Widgets are the main part of the Fyne GUI - most elements you use within a window are defined in this package. Like the canvas package you can use properties of the objects to control their logical state. Unlike the canvas package these elements hide the graphical details from the API so that implementation details do not mix with the intent of widget interactions.

Calls to a widget are typically function based rather than properties, when used in this way the UI will automatically update. If you change fields in a widget be sure to call canvas.Refresh(widget) after you are done (this can be more efficient if you want to change many fields in a widget at the same time).

fyne/test

The test package helps to write GUI unit tests or even to support Test Driven Development. Utility functions such as test.Tap and test.Type(string) support simulating user input without having to directly manipulate widgets under test. This can be seen in action in our tutorial video 4. Test Driven Development.

fyne/driver

The driver package contains platform specific driver extensions. If you use these make sure that the code is guarded with if statements or a type check - failing to do so may cause runtime crashes.

fyne/driver/desktop

Extensions for running on desktop including extended keyboard support and detailed mouse handling information.

fyne/internal

This area contains helpful code for implementing the Fyne toolkit that is not exposed to regular developers. Sometimes APIs may start out in the internal package for testing before being moved to a publicly exported API.

fyne/internal/driver

This internal package contains the drivers which are responsible for showing Fyne applications and handling user input and system information. There are two drivers - glfw (that uses OpenGL through go-gl and glfw) and gomobile (which uses GLES and the gomobile project) (we may look at other Drivers in the future). The drivers provide modules for various operating systems and driver combinations such as 3D acceleration.

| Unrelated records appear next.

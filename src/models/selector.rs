use std::fmt;

use super::Principal;
use crate::sid::{SecurityIdentifier, try_parse_identifier};

/// What the caller wants resolved.
#[derive(Debug, Clone, PartialEq, Eq)]
pub enum Selector {
    Sid(SecurityIdentifier),
    /// Exact account name, optionally `DOMAIN\name` qualified.
    Name(String),
    /// A principal from an earlier call. Its SID wins over its name.
    Principal(Principal),
}

/// How a selector will be looked up.
#[derive(Debug, Clone, Copy, PartialEq, Eq)]
pub enum LookupKey<'a> {
    Sid(&'a SecurityIdentifier),
    Name(&'a str),
}

impl Selector {
    /// Classify raw caller input as a SID or a name.
    ///
    /// This is the command layer's decision, made before resolution; the
    /// resolver itself never reinterprets a name as a SID.
    pub fn parse(text: &str, allow_well_known_aliases: bool) -> Self {
        match try_parse_identifier(text, allow_well_known_aliases) {
            Some(sid) => Self::Sid(sid),
            None => Self::Name(text.to_string()),
        }
    }

    /// The key used for lookup. A principal carrying both a SID and a name
    /// is looked up by SID.
    pub fn lookup_key(&self) -> Option<LookupKey<'_>> {
        match self {
            Self::Sid(sid) => Some(LookupKey::Sid(sid)),
            Self::Name(name) if name.is_empty() => None,
            Self::Name(name) => Some(LookupKey::Name(name)),
            Self::Principal(principal) => match (principal.sid(), principal.name()) {
                (Some(sid), _) => Some(LookupKey::Sid(sid)),
                (None, Some(name)) => Some(LookupKey::Name(name)),
                (None, None) => None,
            },
        }
    }
}

impl fmt::Display for Selector {
    fn fmt(&self, f: &mut fmt::Formatter<'_>) -> fmt::Result {
        match self {
            Self::Sid(sid) => write!(f, "{sid}"),
            Self::Name(name) => write!(f, "{name}"),
            Self::Principal(principal) => write!(f, "{principal}"),
        }
    }
}

impl From<SecurityIdentifier> for Selector {
    fn from(sid: SecurityIdentifier) -> Self {
        Self::Sid(sid)
    }
}

impl From<Principal> for Selector {
    fn from(principal: Principal) -> Self {
        Self::Principal(principal)
    }
}

impl From<&Principal> for Selector {
    fn from(principal: &Principal) -> Self {
        Self::Principal(principal.clone())
    }
}

impl From<&str> for Selector {
    fn from(name: &str) -> Self {
        Self::Name(name.to_string())
    }
}

/// Split `DOMAIN\name` into its parts. Unqualified names have no domain.
pub fn split_qualified_name(name: &str) -> (Option<&str>, &str) {
    match name.split_once('\\') {
        Some((domain, account)) => (Some(domain), account),
        None => (None, name),
    }
}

Code in this area is a mix of Go, CGo and C which means that it is less portable. Any feature additions need to support, at least, Fyne's Supported Platforms.

fyne/internal/painter

The painter packages contains modules that actually render the contents of a Fyne canvas. There are currently two painters, gl (which draws using OpenGL or GLES) and software (which manipulates graphics directly in memory). The Gl package is hardware accelerated and is used by most of the Fyne drivers - it requires CGo to compile, but it is considered worth the complexity due to it's performance. The software painter is useful for testing and generating image captures through other automated scripts - it provides support for Go Playground previews and also the images in our documentation.

Summary

Remember that with all of the APIs and developer facing code we aim to make it easy and fast to build great looking applications. Some of the complexity internally is necessary to make that happen. Nonetheless this core code is well tested and must be maintainable and extensible by any new developers who would like to join the project.